=== WHAT TO PRODUCE ===
Collect all lines below with the string "impl".

=== RECORDED DATA ===
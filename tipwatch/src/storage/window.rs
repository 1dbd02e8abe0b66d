//! Bounded, head-first window of recently observed blocks.
//!
//! The window keeps blocks ordered from the current head (index 0) down
//! to the oldest retained block. Every adjacent pair is linked:
//! `blocks[i].parent_id == blocks[i + 1].id` and
//! `blocks[i].height == blocks[i + 1].height + 1`. All mutating operations
//! either preserve that invariant or fail before touching the contents.

use std::collections::VecDeque;

use crate::types::{Block, BlockHash};

/// Errors raised by [`WindowStore`] mutations.
#[derive(Debug, Clone, PartialEq, Eq, thiserror::Error)]
pub enum WindowError {
    /// A block does not extend the current head.
    #[error(
        "block {block} at height {height} does not extend head {head} at height {head_height}"
    )]
    InvariantViolation {
        block: BlockHash,
        height: u64,
        head: BlockHash,
        head_height: u64,
    },
    /// A truncation index beyond the current length.
    #[error("index {index} out of range for window of length {len}")]
    IndexOutOfRange { index: usize, len: usize },
}

/// Ordered sequence of locally known blocks, head first.
///
/// Owned exclusively by the reconciler; no interior mutability.
#[derive(Clone, Debug, Default)]
pub struct WindowStore {
    blocks: VecDeque<Block>,
}

impl WindowStore {
    /// Creates an empty window.
    pub fn new() -> Self {
        Self::default()
    }

    pub fn len(&self) -> usize {
        self.blocks.len()
    }

    pub fn is_empty(&self) -> bool {
        self.blocks.is_empty()
    }

    /// Returns the current head (highest block), if any.
    pub fn head(&self) -> Option<&Block> {
        self.blocks.front()
    }

    /// Returns the oldest retained block, if any.
    pub fn tail(&self) -> Option<&Block> {
        self.blocks.back()
    }

    /// Membership test by id over every block currently held.
    pub fn contains(&self, id: &BlockHash) -> bool {
        self.position(id).is_some()
    }

    /// Returns the index of the block with `id`, if held.
    pub fn position(&self, id: &BlockHash) -> Option<usize> {
        self.blocks.iter().position(|b| &b.id == id)
    }

    /// Iterates head first.
    pub fn iter(&self) -> impl Iterator<Item = &Block> {
        self.blocks.iter()
    }

    /// Ids head first.
    pub fn ids(&self) -> Vec<BlockHash> {
        self.blocks.iter().map(|b| b.id).collect()
    }

    /// Checks that `block` would extend the current head.
    ///
    /// An empty window accepts any block.
    pub fn check_extends(&self, block: &Block) -> Result<(), WindowError> {
        match self.head() {
            None => Ok(()),
            Some(head) if block.extends(head) => Ok(()),
            Some(head) => Err(WindowError::InvariantViolation {
                block: block.id,
                height: block.height,
                head: head.id,
                head_height: head.height,
            }),
        }
    }

    /// Checks an oldest-first batch as if each block were prepended in turn,
    /// without mutating the window.
    pub fn check_batch(&self, batch: &[Block]) -> Result<(), WindowError> {
        let Some(first) = batch.first() else {
            return Ok(());
        };
        self.check_extends(first)?;

        for pair in batch.windows(2) {
            if !pair[1].extends(&pair[0]) {
                return Err(WindowError::InvariantViolation {
                    block: pair[1].id,
                    height: pair[1].height,
                    head: pair[0].id,
                    head_height: pair[0].height,
                });
            }
        }
        Ok(())
    }

    /// Inserts `block` as the new head.
    ///
    /// Fails with [`WindowError::InvariantViolation`] unless the block
    /// extends the current head (or the window is empty).
    pub fn prepend(&mut self, block: Block) -> Result<(), WindowError> {
        self.check_extends(&block)?;
        self.blocks.push_front(block);
        Ok(())
    }

    /// Keeps the suffix starting at `index`, discarding every block newer
    /// than the one at that position.
    pub fn truncate_from_index(&mut self, index: usize) -> Result<(), WindowError> {
        if index >= self.blocks.len() {
            return Err(WindowError::IndexOutOfRange {
                index,
                len: self.blocks.len(),
            });
        }
        self.blocks.drain(..index);
        Ok(())
    }

    /// Drops the oldest blocks so that at most `window_size` remain.
    ///
    /// Returns how many blocks were dropped.
    pub fn trim_to_capacity(&mut self, window_size: usize) -> usize {
        let excess = self.blocks.len().saturating_sub(window_size);
        self.blocks.truncate(window_size);
        excess
    }

    /// Empties the window.
    pub fn reset(&mut self) {
        self.blocks.clear();
    }
}

#[cfg(test)]
mod tests {
    use super::*;

    fn chain(len: u64, tag: &str) -> Vec<Block> {
        let mut out: Vec<Block> = Vec::new();
        for height in 0..len {
            let parent = out.last().map(|b| b.id);
            out.push(Block {
                id: BlockHash::digest(format!("{tag}:{height}").as_bytes()),
                height,
                parent_id: parent,
                timestamp: 1_700_000_000 + height * 600,
                tx_count: 1 + height,
                size_bytes: 1_000,
                weight: 4_000,
            });
        }
        out
    }

    fn filled(blocks: &[Block]) -> WindowStore {
        let mut window = WindowStore::new();
        for b in blocks {
            window.prepend(b.clone()).expect("linked chain");
        }
        window
    }

    #[test]
    fn prepend_builds_head_first_sequence() {
        let blocks = chain(4, "a");
        let window = filled(&blocks);

        assert_eq!(window.len(), 4);
        assert_eq!(window.head().unwrap().height, 3);
        assert_eq!(window.tail().unwrap().height, 0);
        assert_eq!(window.position(&blocks[1].id), Some(2));
    }

    #[test]
    fn prepend_rejects_unlinked_block_without_mutation() {
        let blocks = chain(3, "a");
        let mut window = filled(&blocks);
        let stranger = chain(5, "b").pop().unwrap();

        let err = window.prepend(stranger.clone()).unwrap_err();
        assert!(matches!(err, WindowError::InvariantViolation { height: 4, .. }));
        assert_eq!(window.len(), 3);
        assert!(!window.contains(&stranger.id));
    }

    #[test]
    fn prepend_rejects_height_gap() {
        let blocks = chain(3, "a");
        let mut window = filled(&blocks);
        let mut gapped = chain(4, "a").pop().unwrap();
        gapped.height = 7;

        assert!(window.prepend(gapped).is_err());
    }

    #[test]
    fn check_batch_validates_links_between_members() {
        let blocks = chain(6, "a");
        let window = filled(&blocks[..3]);

        assert!(window.check_batch(&blocks[3..]).is_ok());
        assert!(window.check_batch(&[]).is_ok());
        // Skipping a block breaks the first link.
        assert!(window.check_batch(&blocks[4..]).is_err());
        // Broken link inside the batch.
        let broken = vec![blocks[3].clone(), blocks[5].clone()];
        assert!(window.check_batch(&broken).is_err());
    }

    #[test]
    fn truncate_keeps_suffix_from_index() {
        let blocks = chain(5, "a");
        let mut window = filled(&blocks);

        window.truncate_from_index(2).unwrap();
        assert_eq!(window.len(), 3);
        assert_eq!(window.head().unwrap().id, blocks[2].id);

        assert_eq!(
            window.truncate_from_index(3),
            Err(WindowError::IndexOutOfRange { index: 3, len: 3 })
        );
    }

    #[test]
    fn trim_drops_oldest_blocks() {
        let blocks = chain(5, "a");
        let mut window = filled(&blocks);

        assert_eq!(window.trim_to_capacity(3), 2);
        assert_eq!(window.len(), 3);
        assert_eq!(window.tail().unwrap().height, 2);
        assert_eq!(window.trim_to_capacity(10), 0);
    }

    #[test]
    fn reset_empties_and_accepts_any_head() {
        let blocks = chain(3, "a");
        let mut window = filled(&blocks);
        window.reset();
        assert!(window.is_empty());

        let other = chain(9, "b").pop().unwrap();
        window.prepend(other).expect("empty window accepts any block");
    }
}
//! Common-ancestor search between the window and the remote branch.

use std::collections::HashSet;

use crate::source::ChainSource;
use crate::storage::WindowStore;
use crate::types::{Block, BlockHash};

use super::error::ReconcileError;

/// Result of a conclusive search.
#[derive(Clone, Debug, PartialEq, Eq)]
pub enum AncestorSearch {
    /// Highest remote block also held in the window.
    Found { block: Block, steps: usize },
    /// No block of the window lies on the remote branch.
    NotFound { steps: usize },
}

/// Walks the remote branch backwards from `start` via parent links until a
/// block held in `window` is met.
///
/// The walk concludes "not found" once it has examined a block at or
/// below the window's lowest height, or reaches genesis. With
/// `max_steps = Some(k)` at most `k` blocks are examined; running out of
/// budget first yields [`ReconcileError::AncestorSearchExceeded`]. An
/// unavailable fetch aborts the search. The window is never mutated.
pub async fn find_common_ancestor<S>(
    source: &S,
    window: &WindowStore,
    start: Block,
    max_steps: Option<usize>,
) -> Result<AncestorSearch, ReconcileError>
where
    S: ChainSource,
{
    let Some(floor) = window.tail().map(|b| b.height) else {
        return Ok(AncestorSearch::NotFound { steps: 0 });
    };
    let ids: HashSet<BlockHash> = window.iter().map(|b| b.id).collect();

    let mut current = start;
    let mut steps = 0usize;

    loop {
        steps += 1;
        if ids.contains(&current.id) {
            return Ok(AncestorSearch::Found {
                block: current,
                steps,
            });
        }
        if current.height <= floor {
            return Ok(AncestorSearch::NotFound { steps });
        }
        let Some(parent_id) = current.parent_id else {
            return Ok(AncestorSearch::NotFound { steps });
        };
        if max_steps.is_some_and(|max| steps >= max) {
            return Err(ReconcileError::AncestorSearchExceeded { steps });
        }

        tracing::debug!(height = current.height, step = steps, "ancestor search stepping back");
        current = source.get_block(&parent_id).await?;
    }
}

#[cfg(test)]
mod tests {
    use super::*;
    use crate::source::InMemoryChainSource;

    /// Window holding canonical heights `lo..=hi`.
    fn window_of(source: &InMemoryChainSource, lo: u64, hi: u64) -> WindowStore {
        let mut window = WindowStore::new();
        for h in lo..=hi {
            window
                .prepend(source.canonical_block(h).unwrap().clone())
                .unwrap();
        }
        window
    }

    #[tokio::test]
    async fn finds_fork_point_inside_window() {
        let mut source = InMemoryChainSource::linear(10, "main");
        let window = window_of(&source, 5, 9);
        let fork_parent = source.canonical_block(6).unwrap().clone();

        let branch = source.reorg(7, 4, "alt");
        let start = branch[2].clone(); // height 9

        let found = find_common_ancestor(&source, &window, start, None)
            .await
            .unwrap();
        assert_eq!(
            found,
            AncestorSearch::Found {
                block: fork_parent,
                steps: 4
            }
        );
    }

    #[tokio::test]
    async fn stops_at_window_floor_when_fork_is_deeper() {
        let mut source = InMemoryChainSource::linear(10, "main");
        let window = window_of(&source, 7, 9);
        let branch = source.reorg(3, 7, "alt");
        let start = branch[6].clone(); // height 9

        let calls = source.calls();
        let result = find_common_ancestor(&source, &window, start, None)
            .await
            .unwrap();

        assert_eq!(result, AncestorSearch::NotFound { steps: 3 });
        assert_eq!(source.calls() - calls, 2);
    }

    #[tokio::test]
    async fn bounded_search_reports_exceeded() {
        let mut source = InMemoryChainSource::linear(10, "main");
        let window = window_of(&source, 2, 9);
        let branch = source.reorg(4, 6, "alt");
        let start = branch[5].clone();

        let err = find_common_ancestor(&source, &window, start, Some(3))
            .await
            .unwrap_err();
        assert_eq!(err, ReconcileError::AncestorSearchExceeded { steps: 3 });
    }

    #[tokio::test]
    async fn unavailable_source_aborts_search() {
        let mut source = InMemoryChainSource::linear(10, "main");
        let window = window_of(&source, 5, 9);
        let branch = source.reorg(6, 4, "alt");
        source.fail_after(0);

        let err = find_common_ancestor(&source, &window, branch[3].clone(), None)
            .await
            .unwrap_err();
        assert!(matches!(err, ReconcileError::Unavailable(_)));
    }
}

=== OUTPUT BELOW ===
impl WindowStore {
    pub fn iter(&self) -> impl Iterator<Item = &Block> {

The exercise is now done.